Sun Life Financial lost 5.1% to $31.15 after the company announced the completion of a public offering in Canada of $300 million principal amount of Series D Senior Unsecured 5.70% Debentures due 2019. The net proceeds will be used for general corporate purposes, including investments in subsidiaries.

In other corporate news, TransAlta Corp. dropped 6.2% to $22.42 after Credit Suisse downgraded the shares to Neutral from Outperform with a price target of $25.50.

JLL Partners announced it's made an offer to acquire Patheon at a price of $2.00 U.S. cash per share. Patheon stock lost 0.7% to $2.81.

On the economic front, Statistics Canada says the nation's economy contracted for a ninth month in April because of falling output in the retail, manufacturing and energy industries.

The nation's number crunchers said gross domestic product declined 0.1% during the month, in line with the median estimate of 21 economists surveyed by Bloomberg News.

There were increases in the activities of real estate agents and brokers and wholesale trade.

Manufacturing production fell 1% in April on weak foreign demand, particularly among primary metal, petroleum and coal, food, paper and wood products makers. However, motor vehicle production and computer and electronic product manufacturing were both up.

A separate report showed that industrial product prices fell 1.1% in May following a 0.5% decrease in April. Economists had been expecting a more modest decrease in industrial product prices of about 0.6%.

The Canadian dollar was down 0.48 cents to 85.97 cents U.S.

ON BAYSTREET

Of the 13 TSX subgroups, nine traveled downward by lunch time. Gold suffered the biggest loss, at 2.9%, while utilities were 2.8% lower, and materials were off 2.5%.

Gainers were led by information technology, which rallied 1.1%, consumer discretionaries, gaining 0.4% and consumer staples, ahead 0.3%.

The TSX Venture Exchange slipped 13.59 points, to 1,091.97, while the Nasdaq Canada Index gained 8.80 points to 690.88.

ON WALLSTREET

In New York, stocks slipped Tuesday, at the end of the S&P 500's best quarter in more than a decade, with a weaker-than-expected consumer confidence report and a slump in oil prices sparking the selloff.

The Dow Jones Industrials average tumbled 82.38 on the day, to 8,447. The S&P 500 index slid 7.90 points to 919.33. The Nasdaq gave back 9.02 points to 1,835.04.

Stocks had gained Monday as investors scooped up shares hit in the recent selloff. But the advance petered out Tuesday at the end of a strong quarter on Wall Street. According to preliminary tallies, the S&P 500 gained 15% for its best quarter since the final three months of 1998.

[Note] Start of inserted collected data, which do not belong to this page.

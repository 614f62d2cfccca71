//! Dashboard hand-off buffer.
//!
//! Bridges the MQTT receive task with the periodic render loop.  Both
//! sides share one `Arc<HandoffBuffer>`; every access goes through a
//! single `embassy-sync` blocking mutex, so a drain observes either all
//! of a concurrent push or none of it.
//!
//! ```text
//! ┌──────────────┐ push / set_control ┌───────────────┐ drain / read_control ┌─────────────┐
//! │ receive task │───────────────────▶│ HandoffBuffer │◀─────────────────────│ render tick │
//! └──────────────┘                    └───────────────┘                      └─────────────┘
//! ```

use core::cell::RefCell;
use core::mem;

use embassy_sync::blocking_mutex::Mutex;
use embassy_sync::blocking_mutex::raw::CriticalSectionRawMutex;

use crate::app::commands::Command;
use crate::telemetry::SensorReading;

#[derive(Debug)]
struct Inner {
    pending: Vec<SensorReading>,
    control: Command,
}

pub struct HandoffBuffer {
    inner: Mutex<CriticalSectionRawMutex, RefCell<Inner>>,
}

impl HandoffBuffer {
    pub fn new(initial: Command) -> Self {
        Self {
            inner: Mutex::new(RefCell::new(Inner {
                pending: Vec::new(),
                control: initial,
            })),
        }
    }

    /// Queue a decoded reading for the next drain.
    pub fn push(&self, reading: SensorReading) {
        self.inner.lock(|cell| cell.borrow_mut().pending.push(reading));
    }

    /// Record the command last seen on (or sent to) the control topic.
    pub fn set_control(&self, command: Command) {
        self.inner.lock(|cell| cell.borrow_mut().control = command);
    }

    /// Take every pending reading, in arrival order, leaving the buffer empty.
    pub fn drain(&self) -> Vec<SensorReading> {
        self.inner
            .lock(|cell| mem::take(&mut cell.borrow_mut().pending))
    }

    pub fn read_control(&self) -> Command {
        self.inner.lock(|cell| cell.borrow().control)
    }

    pub fn pending_len(&self) -> usize {
        self.inner.lock(|cell| cell.borrow().pending.len())
    }
}

impl Default for HandoffBuffer {
    fn default() -> Self {
        Self::new(Command::Standby)
    }
}
impl PollerConfig {
    /// Create config from environment variables (with defaults).
    ///
    /// | Variable | Default | Description |
    /// |----------|---------|-------------|
    /// | `DOCWATCH_POLLER_ENABLED` | `true` | Enable/disable polling |
    /// | `DOCWATCH_REGISTRY_POLL_SECS` | `30` | Fleet discovery cadence |
    /// | `DOCWATCH_EVENT_POLL_SECS` | `10` | Event feed cadence |
    /// | `DOCWATCH_SYNC_POLL_SECS` | `10` | Sync panel cadence (5/10/30/60) |
    /// | `DOCWATCH_EVENT_LIMIT` | `100` | Recent-event window size |
    pub fn from_env() -> Self {
        let enabled = std::env::var("DOCWATCH_POLLER_ENABLED")
            .map(|v| v != "false" && v != "0")
            .unwrap_or(true);

        let registry_interval_secs = std::env::var("DOCWATCH_REGISTRY_POLL_SECS")
            .ok()
            .and_then(|v| v.parse::<u64>().ok())
            .unwrap_or(defaults::REGISTRY_POLL_INTERVAL_SECS);

        let event_interval_secs = std::env::var("DOCWATCH_EVENT_POLL_SECS")
            .ok()
            .and_then(|v| v.parse::<u64>().ok())
            .unwrap_or(defaults::EVENT_POLL_INTERVAL_SECS);

        let sync_interval_secs = std::env::var("DOCWATCH_SYNC_POLL_SECS")
            .ok()
            .and_then(|v| v.parse::<u64>().ok())
            .unwrap_or(defaults::SYNC_POLL_INTERVAL_SECS);

        let event_limit = std::env::var("DOCWATCH_EVENT_LIMIT")
            .ok()
            .and_then(|v| v.parse::<usize>().ok())
            .unwrap_or(defaults::EVENT_FETCH_LIMIT);

        Self {
            registry_interval_secs,
            event_interval_secs,
            event_limit,
            enabled,
            ..Self::default()
        }
        .with_sync_interval(sync_interval_secs)
    }

    /// Set the sync panel cadence, falling back to the default for values
    /// outside the selectable choices.
    pub fn with_sync_interval(mut self, secs: u64) -> Self {
        if defaults::SYNC_POLL_CHOICES.contains(&secs) {
            self.sync_interval_secs = secs;
        } else {
            warn!(
                requested = secs,
                fallback = defaults::SYNC_POLL_INTERVAL_SECS,
                "Unsupported sync poll interval"
            );
            self.sync_interval_secs = defaults::SYNC_POLL_INTERVAL_SECS;
        }
        self
    }

    /// Set the recent-event window size.
    pub fn with_event_limit(mut self, limit: usize) -> Self {
        self.event_limit = limit;
        self
    }

    /// Enable or disable polling.
    pub fn with_enabled(mut self, enabled: bool) -> Self {
        self.enabled = enabled;
        self
    }
}
/// Back-fill missing document ids from sibling events, in memory only.
///
/// For every event in a terminal state (`completed`/`duplicate`) without a
/// `document_id`, the most recent other event for the same file name that
/// does carry one donates it by copy. Nothing is written back to the server;
/// the durable fix for the underlying gap belongs in the backend's own
/// document-id propagation.
///
/// Returns the number of events repaired.
pub fn repair_document_ids(events: &mut [MonitorEvent]) -> usize {
    // Best donor per file name: the most recent carrier of a document id.
    let mut donors: HashMap<String, (chrono::DateTime<chrono::Utc>, String)> = HashMap::new();
    for event in events.iter() {
        if let Some(doc_id) = &event.document_id {
            donors
                .entry(event.file_name.clone())
                .and_modify(|(ts, id)| {
                    if event.timestamp > *ts {
                        *ts = event.timestamp;
                        *id = doc_id.clone();
                    }
                })
                .or_insert((event.timestamp, doc_id.clone()));
        }
    }

    let mut repaired = 0;
    for event in events.iter_mut() {
        if event.needs_document_id() {
            if let Some((_, doc_id)) = donors.get(&event.file_name) {
                event.document_id = Some(doc_id.clone());
                repaired += 1;
            }
        }
    }
    repaired
}

// =============================================================================
// FILTERING
// =============================================================================

/// View filter over the fetched event window.
#[derive(Debug, Clone, PartialEq, Eq)]
pub enum EventFilter {
    /// Events from every endpoint.
    All,
    /// Events whose folder overlaps one of the given configured folders.
    Folders(Vec<String>),
}

impl EventFilter {
    /// Restrict to a client's configured folders.
    pub fn for_client(client: &MonitorClient) -> Self {
        EventFilter::Folders(client.folders.clone())
    }

    pub fn matches(&self, event: &MonitorEvent) -> bool {
        match self {
            EventFilter::All => true,
            EventFilter::Folders(folders) => folders
                .iter()
                .any(|f| is_path_prefix(f, &event.folder) || is_path_prefix(&event.folder, f)),
        }
    }
}

/// Path-aware prefix check: `prefix` equals `path` or names one of its
/// ancestors (boundary at a path separator).
fn is_path_prefix(prefix: &str, path: &str) -> bool {
    let prefix = prefix.trim_end_matches(['/', '\\']);
    if prefix.is_empty() {
        return false;
    }
    match path.strip_prefix(prefix) {
        Some("") => true,
        Some(rest) => rest.starts_with('/') || rest.starts_with('\\'),
        None => false,
    }
}

// =============================================================================
// PAGINATION
// =============================================================================

/// Filtered, paginated view over the fetched event window.
///
/// Pages are 1-indexed and computed over the filtered list. Changing the
/// page size or the filter resets to page 1; replacing the events keeps the
/// current page, clamped to the new page count.
#[derive(Debug)]
pub struct EventView {
    events: Vec<MonitorEvent>,
    filter: EventFilter,
    page: usize,
    page_size: usize,
}

impl EventView {
    pub fn new(events: Vec<MonitorEvent>) -> Self {
        Self {
            events,
            filter: EventFilter::All,
            page: 1,
            page_size: defaults::EVENT_PAGE_SIZE,
        }
    }

    pub fn page(&self) -> usize {
        self.page
    }

    pub fn page_size(&self) -> usize {
        self.page_size
    }

    pub fn filter(&self) -> &EventFilter {
        &self.filter
    }

    /// Replace the backing events (a poll refresh), clamping the page.
    pub fn set_events(&mut self, events: Vec<MonitorEvent>) {
        self.events = events;
        self.page = self.page.clamp(1, self.page_count().max(1));
    }

    /// Change the filter and reset to page 1.
    pub fn set_filter(&mut self, filter: EventFilter) {
        self.filter = filter;
        self.page = 1;
    }

    /// Change the page size and reset to page 1. Sizes outside the
    /// selectable set are ignored.
    pub fn set_page_size(&mut self, size: usize) {
        if !defaults::EVENT_PAGE_SIZES.contains(&size) {
            debug!(page_size = size, "Ignoring unsupported page size");
            return;
        }
        self.page_size = size;
        self.page = 1;
    }

    /// Jump to a page, clamped to `[1, page_count]`.
    pub fn set_page(&mut self, page: usize) {
        self.page = page.clamp(1, self.page_count().max(1));
    }

    /// Events passing the current filter, in fetch order.
    pub fn filtered(&self) -> Vec<&MonitorEvent> {
        self.events.iter().filter(|e| self.filter.matches(e)).collect()
    }

    /// Number of pages over the filtered list: `ceil(len / page_size)`.
    pub fn page_count(&self) -> usize {
        self.filtered().len().div_ceil(self.page_size)
    }

    /// The current page of filtered events.
    pub fn page_items(&self) -> Vec<&MonitorEvent> {
        let filtered = self.filtered();
        let start = (self.page - 1) * self.page_size;
        let end = (start + self.page_size).min(filtered.len());
        if start >= filtered.len() {
            return Vec::new();
        }
        filtered[start..end].to_vec()
    }
}

#[cfg(test)]
mod tests {
    use super::*;
    use chrono::{Duration, Utc};
    use docwatch_core::{EventStatus, EventType};

    fn event(id: &str, file: &str, offset_secs: i64, status: EventStatus, doc: Option<&str>) -> MonitorEvent {
        MonitorEvent {
            id: id.to_string(),
            file_name: file.to_string(),
            folder: "/docs/in".to_string(),
            event_type: EventType::Created,
            status,
            document_id: doc.map(String::from),
            timestamp: Utc::now() - Duration::seconds(offset_secs),
            error_message: None,
        }
    }

    // ==========================================================================
    // Document id repair
    // ==========================================================================

    #[test]
    fn test_repair_copies_most_recent_donor() {
        let mut events = vec![
            event("a", "invoice.pdf", 100, EventStatus::Completed, Some("doc1")),
            event("b", "invoice.pdf", 10, EventStatus::Completed, None),
        ];
        let repaired = repair_document_ids(&mut events);
        assert_eq!(repaired, 1);
        assert_eq!(events[1].document_id.as_deref(), Some("doc1"));
    }

    #[test]
    fn test_repair_prefers_newest_of_several_donors() {
        let mut events = vec![
            event("a", "invoice.pdf", 300, EventStatus::Completed, Some("doc-old")),
            event("b", "invoice.pdf", 100, EventStatus::Completed, Some("doc-new")),
            event("c", "invoice.pdf", 10, EventStatus::Duplicate, None),
        ];
        repair_document_ids(&mut events);
        assert_eq!(events[2].document_id.as_deref(), Some("doc-new"));
    }

    #[test]
    fn test_repair_ignores_other_file_names() {
        let mut events = vec![
            event("a", "invoice.pdf", 100, EventStatus::Completed, Some("doc1")),
            event("b", "receipt.pdf", 10, EventStatus::Completed, None),
        ];
        let repaired = repair_document_ids(&mut events);
        assert_eq!(repaired, 0);
        assert_eq!(events[1].document_id, None);
    }

    #[test]
    fn test_repair_leaves_non_terminal_events_alone() {
        let mut events = vec![
            event("a", "invoice.pdf", 100, EventStatus::Completed, Some("doc1")),
            event("b", "invoice.pdf", 10, EventStatus::Pending, None),
            event("c", "invoice.pdf", 5, EventStatus::Error, None),
        ];
        let repaired = repair_document_ids(&mut events);
        assert_eq!(repaired, 0);
        assert_eq!(events[1].document_id, None);
        assert_eq!(events[2].document_id, None);
    }

    #[test]
    fn test_repair_without_donor_stays_absent() {
        let mut events = vec![event("a", "invoice.pdf", 10, EventStatus::Completed, None)];
        assert_eq!(repair_document_ids(&mut events), 0);
        assert_eq!(events[0].document_id, None);
    }

    // ==========================================================================
    // Filtering
    // ==========================================================================

    #[test]
    fn test_path_prefix_both_directions() {
        let filter = EventFilter::Folders(vec!["/docs".to_string()]);
        let mut e = event("a", "x.pdf", 0, EventStatus::Completed, None);

        e.folder = "/docs/in".to_string(); // configured folder is ancestor
        assert!(filter.matches(&e));

        let filter = EventFilter::Folders(vec!["/docs/in/sub".to_string()]);
        e.folder = "/docs/in".to_string(); // event folder is ancestor
        assert!(filter.matches(&e));
    }

    #[test]
    fn test_path_prefix_requires_separator_boundary() {
        let filter = EventFilter::Folders(vec!["/docs".to_string()]);
        let mut e = event("a", "x.pdf", 0, EventStatus::Completed, None);
        e.folder = "/docs-archive".to_string();
        assert!(!filter.matches(&e));
    }

    #[test]
    fn test_all_filter_matches_everything() {
        let e = event("a", "x.pdf", 0, EventStatus::Completed, None);
        assert!(EventFilter::All.matches(&e));
    }

    #[test]
    fn test_filter_for_client_uses_configured_folders() {
        let mut client = docwatch_core::MonitorClient::offline("c1", "ingest", "http://h");
        client.folders = vec!["/docs/in".to_string()];
        let filter = EventFilter::for_client(&client);

        let mut e = event("a", "x.pdf", 0, EventStatus::Completed, None);
        assert!(filter.matches(&e));
        e.folder = "/elsewhere".to_string();
        assert!(!filter.matches(&e));
    }

    #[test]
    fn test_is_path_prefix_exact_match() {
        assert!(is_path_prefix("/docs/in", "/docs/in"));
        assert!(is_path_prefix("/docs/in/", "/docs/in"));
        assert!(!is_path_prefix("", "/docs/in"));
    }

    // ==========================================================================
    // Pagination
    // ==========================================================================

    fn view_with(n: usize) -> EventView {
        let events = (0..n)
            .map(|i| event(&format!("e{}", i), "x.pdf", i as i64, EventStatus::Pending, None))
            .collect();
        EventView::new(events)
    }

    #[test]
    fn test_page_count_is_ceiling() {
        let mut view = view_with(23);
        view.set_page_size(10);
        assert_eq!(view.page_count(), 3);

        view.set_page_size(5);
        assert_eq!(view.page_count(), 5);

        let view = view_with(0);
        assert_eq!(view.page_count(), 0);
    }

    #[test]
    fn test_first_page_contents() {
        let mut view = view_with(7);
        view.set_page_size(5);
        let items = view.page_items();
        assert_eq!(items.len(), 5);
        assert_eq!(items[0].id, "e0");

        view.set_page(2);
        assert_eq!(view.page_items().len(), 2);
    }

    #[test]
    fn test_first_page_of_short_list() {
        let mut view = view_with(3);
        view.set_page_size(10);
        assert_eq!(view.page_items().len(), 3);
    }

    #[test]
    fn test_page_size_change_resets_to_page_one() {
        let mut view = view_with(50);
        view.set_page(4);
        assert_eq!(view.page(), 4);
        view.set_page_size(20);
        assert_eq!(view.page(), 1);
    }

    #[test]
    fn test_filter_change_resets_to_page_one() {
        let mut view = view_with(50);
        view.set_page(3);
        view.set_filter(EventFilter::Folders(vec!["/docs/in".to_string()]));
        assert_eq!(view.page(), 1);
    }

    #[test]
    fn test_unsupported_page_size_is_ignored() {
        let mut view = view_with(50);
        view.set_page(3);
        view.set_page_size(7);
        assert_eq!(view.page_size(), defaults::EVENT_PAGE_SIZE);
        assert_eq!(view.page(), 3);
    }

    #[test]
    fn test_refresh_clamps_page() {
        let mut view = view_with(50);
        view.set_page(5);
        view.set_events(
            (0..8)
                .map(|i| event(&format!("e{}", i), "x.pdf", i as i64, EventStatus::Pending, None))
                .collect(),
        );
        assert_eq!(view.page(), 1);
    }

    #[test]
    fn test_set_page_clamps_to_range() {
        let mut view = view_with(25);
        view.set_page(99);
        assert_eq!(view.page(), 3);
        view.set_page(0);
        assert_eq!(view.page(), 1);
    }

    #[test]
    fn test_pagination_over_filtered_list() {
        let mut events: Vec<MonitorEvent> = (0..30)
            .map(|i| event(&format!("e{}", i), "x.pdf", i as i64, EventStatus::Pending, None))
            .collect();
        for e in events.iter_mut().take(12) {
            e.folder = "/other".to_string();
        }
        let mut view = EventView::new(events);
        view.set_filter(EventFilter::Folders(vec!["/docs/in".to_string()]));
        view.set_page_size(10);
        // 18 events survive the filter.
        assert_eq!(view.page_count(), 2);
        view.set_page(2);
        assert_eq!(view.page_items().len(), 8);
    }
}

The S&P 500 surged 40% after bouncing off 12-year lows hit March 9. But in the last two weeks, stocks have fallen modestly as investors have worried that the market got ahead of any economic improvement.

As of Monday's close, the Dow had gained 12% this quarter, and was on track to have seen its best quarter since the second of 2003. The Nasdaq had gained 21% and was on track to post its best quarter since the second of 2003.

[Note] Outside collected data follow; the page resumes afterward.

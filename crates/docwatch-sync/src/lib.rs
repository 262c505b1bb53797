//! # docwatch-sync
//!
//! Polling supervisor for the docwatch monitor fleet.
//!
//! This crate provides:
//! - Interval-driven refresh of the fleet roster, event feed, and sync panel
//! - An explicit refresh state machine (idle → refreshing → settling)
//! - Repair command dispatch with settle-then-refetch semantics
//! - Broadcast notifications and graceful shutdown
//!
//! ## Example
//!
//! ```ignore
//! use std::sync::Arc;
//! use docwatch_client::ApiClient;
//! use docwatch_core::SessionStore;
//! use docwatch_sync::{Poller, PollerConfig};
//!
//! let session = Arc::new(SessionStore::from_env()?);
//! let api = Arc::new(ApiClient::from_env(session)?);
//! let poller = Poller::new(api, PollerConfig::from_env());
//!
//! // Start polling and get a handle
//! let handle = poller.start();
//!
//! // Listen for refresh events
//! let mut events = handle.events();
//! while let Ok(event) = events.recv().await {
//!     println!("Event: {:?}", event);
//! }
//!
//! // Graceful shutdown
//! handle.shutdown().await?;
//! ```

pub mod poller;
pub mod state;

pub use poller::{
    FleetSnapshot, Poller, PollerConfig, PollerEvent, PollerHandle, RefreshScope, RepairCommand,
};
pub use state::{PanelFsm, PanelState};
//! Event retention cleanup.
//!
//! The central backend bounds event storage by both age and count; this
//! module only triggers the pruning call and hands back the deletion
//! counters. The call is idempotent: once the bounds are satisfied, a
//! repeat invocation reports zero further deletions.

use std::sync::Arc;

use tracing::{info, instrument};

use docwatch_core::{defaults, CleanupReport, Result};

use crate::http::ApiClient;

/// Retention policy trigger against the central backend.
pub struct RetentionClient {
    api: Arc<ApiClient>,
}

impl RetentionClient {
    pub fn new(api: Arc<ApiClient>) -> Self {
        Self { api }
    }

    /// Prune events older than `max_age_hours` and beyond `max_events`,
    /// returning the backend's deletion counters.
    #[instrument(skip(self), fields(subsystem = "client", component = "retention", op = "cleanup"))]
    pub async fn cleanup(&self, max_age_hours: u32, max_events: u32) -> Result<CleanupReport> {
        let url = self
            .api
            .central_url("/api/database-management/pdf-events/cleanup");
        let max_age = max_age_hours.to_string();
        let max = max_events.to_string();
        let report: CleanupReport = self
            .api
            .post_query_parse(
                &url,
                &[("max_age_hours", max_age.as_str()), ("max_events", max.as_str())],
            )
            .await?;
        info!(
            initial = report.initial_count,
            by_age = report.deleted_by_age,
            by_count = report.deleted_by_count,
            remaining = report.final_count,
            "Retention cleanup complete"
        );
        Ok(report)
    }

    /// Cleanup with the console's standing bounds (24 h / 1000 events).
    pub async fn cleanup_default(&self) -> Result<CleanupReport> {
        self.cleanup(defaults::CLEANUP_MAX_AGE_HOURS, defaults::CLEANUP_MAX_EVENTS)
            .await
    }
}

Oil prices went lower, which dragged on big oil services stocks, including Chevron, Exxon Mobil, Sunoco and Hess.

Economically speaking, the June Consumer Confidence index from the Conference Board fell to 49.3 from a revised 54.8 in May, versus forecasts for a rise to 55.3.

The S&P/Case Shiller 20-city home price index fell 18.1% in April from a year ago versus forecasts for a drop of 18.6%.

But on a month-over-month basis, the index showed some improvement. Prices fell 0.6% versus March, after posting a 2.2% drop in the previous month.

The Chicago PMI, a regional read on manufacturing, rose to 39.9 in June from 34.9 in May.
Economists thought it would rise to 39.

Treasury prices faltered, with the yield on the benchmark 10-year note moving up to 3.53%. Treasury prices and yields move in opposite directions.

Oil prices shed $1.60 a barrel to $70.07 U.S.

Gold prices subsided $13 an ounce at $927 U.S.